Across the entries below, tally every line that holds the string "struct" and reply with the number only.

* * *

use thiserror::Error;

use crate::permissions::PermissionRules;

#[derive(Debug, Error)]
pub enum ConfigError {
    #[error("Invalid configuration: {0}")]
    ValidationError(String),
    #[error("Invalid permission rules: {0}")]
    Permissions(String),
}

#[derive(Debug, Clone)]
pub struct Config {
    pub cluster: ClusterConfig,
    pub node: NodeConfig,
    pub forum: ForumConfig,
    /// Enables dangerous operations like purge. Must never be true in production.
    pub test_mode: bool,
}

#[derive(Debug, Clone)]
pub struct NodeConfig {
    pub bind_address: String,
    pub data_dir: String,
    pub id: String,
    /// Directory of the page store
    pub page_store_path: String,
}

#[derive(Debug, Clone)]
pub struct ClusterConfig {
    /// TCP port for inter-node cluster communication
    pub cluster_port: u16,
    pub discovery: DiscoveryConfig,
    pub election_timeout_ms: u64,
    pub heartbeat_interval_ms: u64,
    pub peers: Vec<String>,
}

#[derive(Debug, Clone)]
pub struct DiscoveryConfig {
    /// DNS name to resolve for peer discovery (e.g., a Kubernetes headless service).
    pub dns_name: Option<String>,
    /// How often to poll for peer changes (seconds)
    pub poll_interval_seconds: u64,
}

#[derive(Debug, Clone)]
pub struct ForumConfig {
    /// Install the metadata tables on open. Without them every listing is a title scan.
    pub metadata_tables: bool,
    pub permissions: PermissionRules,
    /// Base of the `url` field on created pages
    pub public_url: String,
    /// Upper bound for `limit` query parameters
    pub max_page_limit: usize,
}

impl Default for DiscoveryConfig {
    fn default() -> Self {
        Self {
            dns_name: None,
            poll_interval_seconds: 5,
        }
    }
}

impl Default for ClusterConfig {
    fn default() -> Self {
        Self {
            cluster_port: 9993,
            discovery: DiscoveryConfig::default(),
            election_timeout_ms: 3000,
            heartbeat_interval_ms: 300,
            peers: Vec::new(),
        }
    }
}

impl Default for ForumConfig {
    fn default() -> Self {
        Self {
            metadata_tables: true,
            permissions: PermissionRules::default(),
            public_url: "http://localhost:8080".to_string(),
            max_page_limit: 500,
        }
    }
}

impl ForumConfig {
    /// Public address of a page, by its prefixed document key.
    pub fn page_url(&self, prefixed_db_key: &str) -> String {
        format!("{}/wiki/{}", self.public_url.trim_end_matches('/'), prefixed_db_key)
    }
}

impl Config {
    /// Load configuration from environment variables.
    pub fn load() -> Result<Self, ConfigError> {
        let node_id = std::env::var("NODE_ID").unwrap_or_else(|_| uuid::Uuid::new_v4().to_string());

        let bind_address =
            std::env::var("BIND_ADDRESS").unwrap_or_else(|_| "0.0.0.0:8080".to_string());

        let data_dir = std::env::var("DATA_DIR").unwrap_or_else(|_| "./data".to_string());

        let page_store_path =
            std::env::var("PAGE_STORE_PATH").unwrap_or_else(|_| "./pages".to_string());

        let peers: Vec<String> = std::env::var("PEERS")
            .map(|p| {
                p.split(',')
                    .map(|s| s.trim().to_string())
                    .filter(|s| !s.is_empty())
                    .filter(|s| !s.starts_with(&format!("{node_id}:")) && s != &node_id)
                    .collect()
            })
            .unwrap_or_default();

        let dns_name = std::env::var("DISCOVERY_DNS_NAME").ok();
        let poll_interval = std::env::var("DISCOVERY_POLL_INTERVAL")
            .ok()
            .and_then(|s| s.parse().ok())
            .unwrap_or(5);

        let cluster_port = std::env::var("CLUSTER_PORT")
            .ok()
            .and_then(|s| s.parse().ok())
            .unwrap_or(9993);

        let test_mode = std::env::var("TEST_MODE")
            .map(|v| v == "true" || v == "1")
            .unwrap_or(false);

        let metadata_tables = std::env::var("FORUM_METADATA")
            .map(|v| v != "false" && v != "0")
            .unwrap_or(true);

        let public_url =
            std::env::var("PUBLIC_URL").unwrap_or_else(|_| "http://localhost:8080".to_string());

        let max_page_limit = std::env::var("MAX_PAGE_LIMIT")
            .ok()
            .and_then(|s| s.parse().ok())
            .unwrap_or(500);

        let config = Config {
            node: NodeConfig {
                id: node_id,
                bind_address,
                data_dir,
                page_store_path,
            },
            cluster: ClusterConfig {
                cluster_port,
                peers,
                discovery: DiscoveryConfig {
                    dns_name,
                    poll_interval_seconds: poll_interval,
                },
                ..Default::default()
            },
            forum: ForumConfig {
                metadata_tables,
                permissions: load_permissions()?,
                public_url,
                max_page_limit,
            },
            test_mode,
        };

        config.validate()?;
        Ok(config)
    }

    fn validate(&self) -> Result<(), ConfigError> {
        if self.node.id.is_empty() {
            return Err(ConfigError::ValidationError(
                "NODE_ID cannot be empty".to_string(),
            ));
        }

        if self.forum.max_page_limit == 0 {
            return Err(ConfigError::ValidationError(
                "MAX_PAGE_LIMIT must be at least 1".to_string(),
            ));
        }

        let cluster_size = self.cluster.peers.len() + 1;
        if cluster_size > 1 && cluster_size.is_multiple_of(2) {
            tracing::warn!(
                "Cluster size {} is even. This may lead to split-brain scenarios. \
                 Consider using an odd number of nodes.",
                cluster_size
            );
        }

        Ok(())
    }

    /// Check if running in single-node mode.
    pub fn is_single_node(&self) -> bool {
        self.cluster.peers.is_empty() && self.cluster.discovery.dns_name.is_none()
    }
}

/// `FORUM_PERMISSIONS` inline, else `FORUM_PERMISSIONS_FILE`, else no rules.
fn load_permissions() -> Result<PermissionRules, ConfigError> {
    let json = match std::env::var("FORUM_PERMISSIONS") {
        Ok(json) => json,
        Err(_) => match std::env::var("FORUM_PERMISSIONS_FILE") {
            Ok(path) => std::fs::read_to_string(&path)
                .map_err(|e| ConfigError::Permissions(format!("{path}: {e}")))?,
            Err(_) => return Ok(PermissionRules::default()),
        },
    };

    PermissionRules::from_json(&json).map_err(|e| ConfigError::Permissions(e.to_string()))
}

* * *

→ **Result for this exercise**:
5